* [Exercise objective] From the listing below, copy only the lines from the line that contains "filename crates/wikiwom-syntax/src/parser/tag.rs" to the line that contains "a valueless attribute", counting those two lines as part of the copy.

* [Entries supplied]
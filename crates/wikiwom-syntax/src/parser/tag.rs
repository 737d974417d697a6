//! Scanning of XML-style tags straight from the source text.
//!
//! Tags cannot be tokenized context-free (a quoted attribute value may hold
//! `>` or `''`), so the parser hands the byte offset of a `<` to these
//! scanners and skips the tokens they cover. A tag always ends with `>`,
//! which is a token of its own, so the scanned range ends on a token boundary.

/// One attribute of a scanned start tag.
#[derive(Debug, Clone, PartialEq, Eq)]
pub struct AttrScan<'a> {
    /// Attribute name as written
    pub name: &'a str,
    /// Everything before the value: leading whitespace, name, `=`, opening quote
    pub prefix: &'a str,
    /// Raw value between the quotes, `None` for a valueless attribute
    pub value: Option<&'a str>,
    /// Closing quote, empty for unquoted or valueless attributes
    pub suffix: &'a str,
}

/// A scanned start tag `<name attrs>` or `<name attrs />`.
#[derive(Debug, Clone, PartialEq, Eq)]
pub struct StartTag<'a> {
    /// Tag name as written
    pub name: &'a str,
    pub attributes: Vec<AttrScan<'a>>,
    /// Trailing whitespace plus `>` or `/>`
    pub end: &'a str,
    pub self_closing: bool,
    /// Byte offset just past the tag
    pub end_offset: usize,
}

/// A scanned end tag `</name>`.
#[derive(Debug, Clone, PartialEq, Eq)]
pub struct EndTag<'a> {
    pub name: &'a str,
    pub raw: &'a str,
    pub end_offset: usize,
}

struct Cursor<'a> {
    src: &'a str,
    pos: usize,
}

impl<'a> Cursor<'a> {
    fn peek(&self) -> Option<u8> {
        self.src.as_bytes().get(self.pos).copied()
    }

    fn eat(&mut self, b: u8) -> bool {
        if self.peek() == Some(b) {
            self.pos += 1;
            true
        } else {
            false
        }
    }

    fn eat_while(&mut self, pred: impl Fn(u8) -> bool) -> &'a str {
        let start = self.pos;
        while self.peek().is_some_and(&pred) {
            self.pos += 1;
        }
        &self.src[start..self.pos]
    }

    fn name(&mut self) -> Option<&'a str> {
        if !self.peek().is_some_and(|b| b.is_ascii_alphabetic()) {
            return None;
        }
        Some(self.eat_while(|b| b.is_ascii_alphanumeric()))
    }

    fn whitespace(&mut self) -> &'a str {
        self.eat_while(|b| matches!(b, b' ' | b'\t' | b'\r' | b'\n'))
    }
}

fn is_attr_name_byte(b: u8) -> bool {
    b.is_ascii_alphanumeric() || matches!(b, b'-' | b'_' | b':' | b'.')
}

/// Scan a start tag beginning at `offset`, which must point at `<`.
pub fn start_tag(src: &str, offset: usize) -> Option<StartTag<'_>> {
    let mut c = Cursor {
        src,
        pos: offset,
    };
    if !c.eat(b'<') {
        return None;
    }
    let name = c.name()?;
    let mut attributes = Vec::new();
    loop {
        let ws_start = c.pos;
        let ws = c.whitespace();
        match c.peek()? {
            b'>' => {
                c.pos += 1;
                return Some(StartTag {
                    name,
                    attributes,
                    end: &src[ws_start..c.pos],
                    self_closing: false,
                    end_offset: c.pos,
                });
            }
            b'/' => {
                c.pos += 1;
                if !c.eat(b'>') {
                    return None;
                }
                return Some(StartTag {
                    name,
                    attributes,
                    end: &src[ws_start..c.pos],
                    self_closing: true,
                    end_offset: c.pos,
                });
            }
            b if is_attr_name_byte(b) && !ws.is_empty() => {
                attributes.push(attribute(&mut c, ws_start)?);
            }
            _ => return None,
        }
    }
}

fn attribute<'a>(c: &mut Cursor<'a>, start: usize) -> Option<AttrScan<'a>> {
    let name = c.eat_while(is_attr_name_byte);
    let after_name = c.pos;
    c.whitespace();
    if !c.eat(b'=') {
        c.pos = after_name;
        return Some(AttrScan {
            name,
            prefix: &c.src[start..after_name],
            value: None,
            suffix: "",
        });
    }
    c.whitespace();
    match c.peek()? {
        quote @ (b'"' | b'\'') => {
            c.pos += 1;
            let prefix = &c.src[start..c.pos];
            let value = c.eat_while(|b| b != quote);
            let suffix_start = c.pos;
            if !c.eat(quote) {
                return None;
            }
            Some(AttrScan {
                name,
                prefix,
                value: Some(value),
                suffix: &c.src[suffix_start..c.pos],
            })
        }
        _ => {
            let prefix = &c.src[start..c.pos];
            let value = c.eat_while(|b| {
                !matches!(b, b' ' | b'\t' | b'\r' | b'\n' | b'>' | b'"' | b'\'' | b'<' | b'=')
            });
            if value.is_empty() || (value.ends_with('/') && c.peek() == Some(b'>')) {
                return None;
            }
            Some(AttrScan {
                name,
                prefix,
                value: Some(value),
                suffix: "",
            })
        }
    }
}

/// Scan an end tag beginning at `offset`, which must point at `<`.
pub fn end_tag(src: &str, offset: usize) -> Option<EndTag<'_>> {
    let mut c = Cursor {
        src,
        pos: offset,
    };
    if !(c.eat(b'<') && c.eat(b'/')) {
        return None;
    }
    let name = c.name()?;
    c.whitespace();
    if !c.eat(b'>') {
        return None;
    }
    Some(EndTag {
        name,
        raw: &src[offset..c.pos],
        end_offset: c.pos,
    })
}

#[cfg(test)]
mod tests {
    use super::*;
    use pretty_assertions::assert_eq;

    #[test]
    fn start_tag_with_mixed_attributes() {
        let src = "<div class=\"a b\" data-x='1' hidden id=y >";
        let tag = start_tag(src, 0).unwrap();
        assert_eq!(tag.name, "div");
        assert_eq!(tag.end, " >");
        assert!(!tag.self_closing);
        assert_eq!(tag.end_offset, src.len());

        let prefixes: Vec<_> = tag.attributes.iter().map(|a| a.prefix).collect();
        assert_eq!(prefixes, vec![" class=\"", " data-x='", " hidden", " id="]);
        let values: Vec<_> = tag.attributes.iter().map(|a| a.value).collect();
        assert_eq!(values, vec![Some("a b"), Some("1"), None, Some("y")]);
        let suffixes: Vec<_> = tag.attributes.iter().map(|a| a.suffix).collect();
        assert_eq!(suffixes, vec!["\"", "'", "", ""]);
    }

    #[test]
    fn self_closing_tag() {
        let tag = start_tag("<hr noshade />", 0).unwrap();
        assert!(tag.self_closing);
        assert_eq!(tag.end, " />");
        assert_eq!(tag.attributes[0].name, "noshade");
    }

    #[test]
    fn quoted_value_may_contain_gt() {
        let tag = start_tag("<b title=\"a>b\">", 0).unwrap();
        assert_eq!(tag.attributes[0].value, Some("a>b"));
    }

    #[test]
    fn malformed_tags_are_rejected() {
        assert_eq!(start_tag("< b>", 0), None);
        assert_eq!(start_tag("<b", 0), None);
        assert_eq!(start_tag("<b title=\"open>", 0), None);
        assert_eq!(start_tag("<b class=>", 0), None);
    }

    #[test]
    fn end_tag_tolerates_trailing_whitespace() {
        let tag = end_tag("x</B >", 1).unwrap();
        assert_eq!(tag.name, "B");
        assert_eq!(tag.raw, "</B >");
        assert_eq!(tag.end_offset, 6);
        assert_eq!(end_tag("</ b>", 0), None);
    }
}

==

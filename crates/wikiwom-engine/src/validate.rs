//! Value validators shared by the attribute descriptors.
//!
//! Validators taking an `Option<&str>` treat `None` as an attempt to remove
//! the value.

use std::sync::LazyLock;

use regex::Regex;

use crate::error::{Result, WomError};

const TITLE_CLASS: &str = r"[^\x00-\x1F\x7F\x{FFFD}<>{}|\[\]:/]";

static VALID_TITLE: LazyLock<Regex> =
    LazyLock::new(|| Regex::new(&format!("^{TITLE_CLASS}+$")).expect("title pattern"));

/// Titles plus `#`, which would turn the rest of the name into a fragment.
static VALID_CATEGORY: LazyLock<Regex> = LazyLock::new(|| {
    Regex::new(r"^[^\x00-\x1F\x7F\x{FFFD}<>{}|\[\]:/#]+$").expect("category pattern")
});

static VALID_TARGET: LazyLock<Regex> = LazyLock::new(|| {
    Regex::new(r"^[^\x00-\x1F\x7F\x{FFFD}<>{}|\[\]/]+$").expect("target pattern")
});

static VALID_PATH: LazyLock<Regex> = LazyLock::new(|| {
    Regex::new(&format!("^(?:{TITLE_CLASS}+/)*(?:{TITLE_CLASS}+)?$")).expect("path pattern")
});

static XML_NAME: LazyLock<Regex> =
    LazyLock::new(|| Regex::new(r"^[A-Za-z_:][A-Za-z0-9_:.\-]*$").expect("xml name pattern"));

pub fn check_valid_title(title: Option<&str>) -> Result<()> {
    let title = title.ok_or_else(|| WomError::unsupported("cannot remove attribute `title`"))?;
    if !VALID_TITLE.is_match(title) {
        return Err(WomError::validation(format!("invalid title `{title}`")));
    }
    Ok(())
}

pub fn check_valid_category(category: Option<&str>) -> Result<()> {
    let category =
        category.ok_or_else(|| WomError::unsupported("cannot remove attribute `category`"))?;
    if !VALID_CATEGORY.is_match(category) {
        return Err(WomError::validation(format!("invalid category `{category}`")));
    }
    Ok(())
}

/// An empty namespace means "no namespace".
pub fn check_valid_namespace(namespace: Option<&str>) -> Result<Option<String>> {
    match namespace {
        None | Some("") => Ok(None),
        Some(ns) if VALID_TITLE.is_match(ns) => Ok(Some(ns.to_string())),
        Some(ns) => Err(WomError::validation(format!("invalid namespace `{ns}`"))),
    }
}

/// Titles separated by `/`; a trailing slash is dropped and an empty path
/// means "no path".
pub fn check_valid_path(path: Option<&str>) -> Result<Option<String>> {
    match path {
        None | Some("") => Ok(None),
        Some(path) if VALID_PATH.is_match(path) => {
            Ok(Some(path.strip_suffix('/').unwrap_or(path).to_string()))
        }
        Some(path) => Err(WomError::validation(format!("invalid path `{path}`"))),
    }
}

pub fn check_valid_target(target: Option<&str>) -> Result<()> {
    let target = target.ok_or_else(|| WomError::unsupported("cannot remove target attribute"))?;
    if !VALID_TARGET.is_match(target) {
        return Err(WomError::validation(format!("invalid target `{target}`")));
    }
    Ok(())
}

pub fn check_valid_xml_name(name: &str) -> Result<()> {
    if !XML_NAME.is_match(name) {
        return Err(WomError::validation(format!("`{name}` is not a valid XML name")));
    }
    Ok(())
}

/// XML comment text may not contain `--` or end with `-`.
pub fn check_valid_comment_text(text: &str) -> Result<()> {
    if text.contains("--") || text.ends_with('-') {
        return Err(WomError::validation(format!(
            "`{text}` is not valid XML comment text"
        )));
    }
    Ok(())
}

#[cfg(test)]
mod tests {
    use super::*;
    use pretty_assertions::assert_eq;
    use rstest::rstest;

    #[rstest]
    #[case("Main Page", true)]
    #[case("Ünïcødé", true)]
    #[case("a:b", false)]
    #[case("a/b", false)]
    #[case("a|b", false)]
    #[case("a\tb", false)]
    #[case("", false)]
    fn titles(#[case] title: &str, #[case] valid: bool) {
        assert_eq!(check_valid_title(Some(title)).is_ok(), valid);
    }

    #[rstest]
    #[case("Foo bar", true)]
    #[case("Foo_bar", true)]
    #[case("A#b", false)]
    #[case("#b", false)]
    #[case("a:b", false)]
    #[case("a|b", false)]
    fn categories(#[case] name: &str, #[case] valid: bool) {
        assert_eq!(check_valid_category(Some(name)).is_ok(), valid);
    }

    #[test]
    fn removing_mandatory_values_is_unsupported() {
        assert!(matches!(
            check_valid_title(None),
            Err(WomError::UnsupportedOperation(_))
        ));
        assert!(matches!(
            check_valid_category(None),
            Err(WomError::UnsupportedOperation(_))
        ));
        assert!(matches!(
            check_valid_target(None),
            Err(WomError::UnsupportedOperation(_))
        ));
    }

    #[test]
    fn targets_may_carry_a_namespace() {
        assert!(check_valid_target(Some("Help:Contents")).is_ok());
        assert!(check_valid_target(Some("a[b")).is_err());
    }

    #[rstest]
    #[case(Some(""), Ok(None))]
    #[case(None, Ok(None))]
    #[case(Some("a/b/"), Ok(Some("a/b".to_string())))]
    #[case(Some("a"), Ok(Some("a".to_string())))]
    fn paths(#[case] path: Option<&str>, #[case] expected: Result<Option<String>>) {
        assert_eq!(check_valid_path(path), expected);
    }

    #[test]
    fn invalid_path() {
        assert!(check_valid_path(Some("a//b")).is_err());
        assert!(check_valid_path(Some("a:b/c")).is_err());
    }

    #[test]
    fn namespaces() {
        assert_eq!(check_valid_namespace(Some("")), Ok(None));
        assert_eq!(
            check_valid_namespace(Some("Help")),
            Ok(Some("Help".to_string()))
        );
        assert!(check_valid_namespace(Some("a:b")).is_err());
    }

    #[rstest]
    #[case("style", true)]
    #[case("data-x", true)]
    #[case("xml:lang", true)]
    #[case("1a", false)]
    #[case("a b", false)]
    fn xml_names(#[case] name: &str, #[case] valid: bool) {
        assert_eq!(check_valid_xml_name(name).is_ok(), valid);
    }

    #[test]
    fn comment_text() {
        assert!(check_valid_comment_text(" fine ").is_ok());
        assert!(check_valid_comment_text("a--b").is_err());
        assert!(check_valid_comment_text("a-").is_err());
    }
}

* [Output of the exercise]
filename crates/wikiwom-syntax/src/parser/tag.rs
repository 737d974417d697a6
//! Scanning of XML-style tags straight from the source text.
//!
//! Tags cannot be tokenized context-free (a quoted attribute value may hold
//! `>` or `''`), so the parser hands the byte offset of a `<` to these
//! scanners and skips the tokens they cover. A tag always ends with `>`,
//! which is a token of its own, so the scanned range ends on a token boundary.

/// One attribute of a scanned start tag.
#[derive(Debug, Clone, PartialEq, Eq)]
pub struct AttrScan<'a> {
    /// Attribute name as written
    pub name: &'a str,
    /// Everything before the value: leading whitespace, name, `=`, opening quote
    pub prefix: &'a str,
    /// Raw value between the quotes, `None` for a valueless attribute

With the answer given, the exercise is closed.